Amica Mutual Insurance
- Type: Mutual
- Industry: Insurance
- Founded: 1907
- Headquarters: Lincoln, Rhode Island, United States
- Key people: Edmund Shallcross III, President and CEO
- Number of employees: 3,781 (2019)
- Website: www.amica.com

= Amica Mutual Insurance =

Rhode Island-based company

Amica Mutual Insurance Company is a Rhode Island–based mutual insurance company that offers auto, home and life insurance.

Amica was founded as the Automobile Mutual Insurance Company of America by A.T. Vigneron in 1907 and originally offered auto, fire and theft insurance. Since then, Amica has expanded to offering auto, home and life insurance, as well as owning a number of subsidiary insurance companies. It is the oldest mutual insurer of automobiles in the United States.

==History==

Originally named the Automobile Mutual Insurance Company of America, Amica was founded in 1907 by A.T. Vigneron in Providence, Rhode Island. Amica was organized as a mutual insurance company, meaning that company was owned by policyholders rather than stockholders.

In 1941, Amica opened its first branch office in Boston, Massachusetts, and now has 44 locations nationwide.
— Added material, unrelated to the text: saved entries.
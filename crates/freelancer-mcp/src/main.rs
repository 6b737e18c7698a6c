use anyhow::Context as _;
use axum::{Router, routing::get};
use clap::Parser as _;
use freelancer_mcp::FreelancerMcpServer;
use freelancer_mcp::config::{Cli, LogFormat, Settings, Transport};
use freelancer_mcp::session::FreelancerSession;
use rmcp::ServiceExt as _;
use rmcp::transport::streamable_http_server::session::local::LocalSessionManager;
use rmcp::transport::streamable_http_server::{StreamableHttpServerConfig, StreamableHttpService};
use std::net::SocketAddr;
use std::sync::Arc;
use tokio::net::TcpListener;
use tokio::signal;
use tracing_subscriber::EnvFilter;

#[tokio::main]
async fn main() -> anyhow::Result<()> {
    let cli = Cli::parse();
    init_tracing(&cli.log_level, cli.log_format);

    let settings = Arc::new(Settings::from(&cli));
    tracing::info!(
        server = %settings.server_name,
        version = %settings.server_version,
        api_url = %settings.api_url,
        transport = ?cli.transport,
        "starting Freelancer MCP server"
    );

    if !settings.has_token() {
        tracing::error!("missing required environment variable: FLN_OAUTH_TOKEN");
        anyhow::bail!("FLN_OAUTH_TOKEN (or --oauth-token) must be set to a Freelancer OAuth token");
    }

    tracing::info!("available tools: search_projects, search_freelancers, health_check");
    tracing::info!(
        "available resources: freelancer://config, freelancer://help, freelancer://examples"
    );

    let server = FreelancerMcpServer::new(Arc::new(FreelancerSession::new(settings)));

    match cli.transport {
        Transport::Stdio => serve_stdio(server).await,
        Transport::Http => serve_http(server, cli.bind).await,
    }
}

/// Logs always go to stderr: with the stdio transport stdout carries the MCP stream.
fn init_tracing(level: &str, format: LogFormat) {
    let filter = EnvFilter::try_from_default_env().unwrap_or_else(|_| EnvFilter::new(level));
    let builder = tracing_subscriber::fmt()
        .with_env_filter(filter)
        .with_writer(std::io::stderr)
        .with_ansi(false);

    match format {
        LogFormat::Json => builder.json().init(),
        LogFormat::Text => builder.init(),
    }
}

async fn serve_stdio(server: FreelancerMcpServer) -> anyhow::Result<()> {
    let running = server
        .serve(rmcp::transport::stdio())
        .await
        .context("initialize MCP session over stdio")?;

    tokio::select! {
        reason = running.waiting() => {
            let reason = reason.context("MCP stdio service task failed")?;
            tracing::info!(?reason, "MCP client disconnected");
        }
        () = shutdown_signal() => {}
    }

    tracing::info!("server stopped");
    Ok(())
}

async fn serve_http(server: FreelancerMcpServer, bind: SocketAddr) -> anyhow::Result<()> {
    let mcp = StreamableHttpService::new(
        move || Ok(server.clone()),
        Arc::new(LocalSessionManager::default()),
        StreamableHttpServerConfig::default(),
    );

    let app = Router::new()
        .route("/health", get(|| async { "ok" }))
        .nest_service("/mcp", mcp);

    let listener = TcpListener::bind(bind)
        .await
        .with_context(|| format!("bind {bind}"))?;
    tracing::info!(address = %bind, "listening (streamable HTTP at /mcp)");

    axum::serve(listener, app)
        .with_graceful_shutdown(shutdown_signal())
        .await
        .context("HTTP server failed")?;

    tracing::info!("server stopped");
    Ok(())
}

/// Wait for Ctrl+C or SIGTERM.
async fn shutdown_signal() {
    let ctrl_c = async {
        if let Err(e) = signal::ctrl_c().await {
            tracing::warn!(error = %e, "failed to install Ctrl+C handler");
            std::future::pending::<()>().await;
        }
    };

    #[cfg(unix)]
    let terminate = async {
        match signal::unix::signal(signal::unix::SignalKind::terminate()) {
            Ok(mut sig) => {
                sig.recv().await;
            }
            Err(e) => {
                tracing::warn!(error = %e, "failed to install SIGTERM handler");
                std::future::pending::<()>().await;
            }
        }
    };

    #[cfg(not(unix))]
    let terminate = std::future::pending::<()>();

    tokio::select! {
        () = ctrl_c => tracing::info!("received Ctrl+C, shutting down"),
        () = terminate => tracing::info!("received SIGTERM, shutting down"),
    }
}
The company added homeowners’ insurance in 1956, and later added marine and umbrella insurance.

In 1994, Amica's corporate office moved from Providence, Rhode Island, to a larger campus in nearby Lincoln.

In 2007, Amica celebrated its 100th year of business.

In 2022, Amica replaced Dunkin' Donuts as the sponsor of the Amica Mutual Pavilion in Providence.

In 2024, Amica became the official patch sponsor of the Boston Celtics.

==Subsidiaries==
- Amica Mutual Insurance Company
- Amica Life Insurance Company
- Amica Property and Casualty Insurance Company
- Amica General Agency, LLC

== Company Involvement ==
"CEO Challenge" is an annual campaign that benefits ALS United Rhode Island to provide support for individual and families impacted by the disease.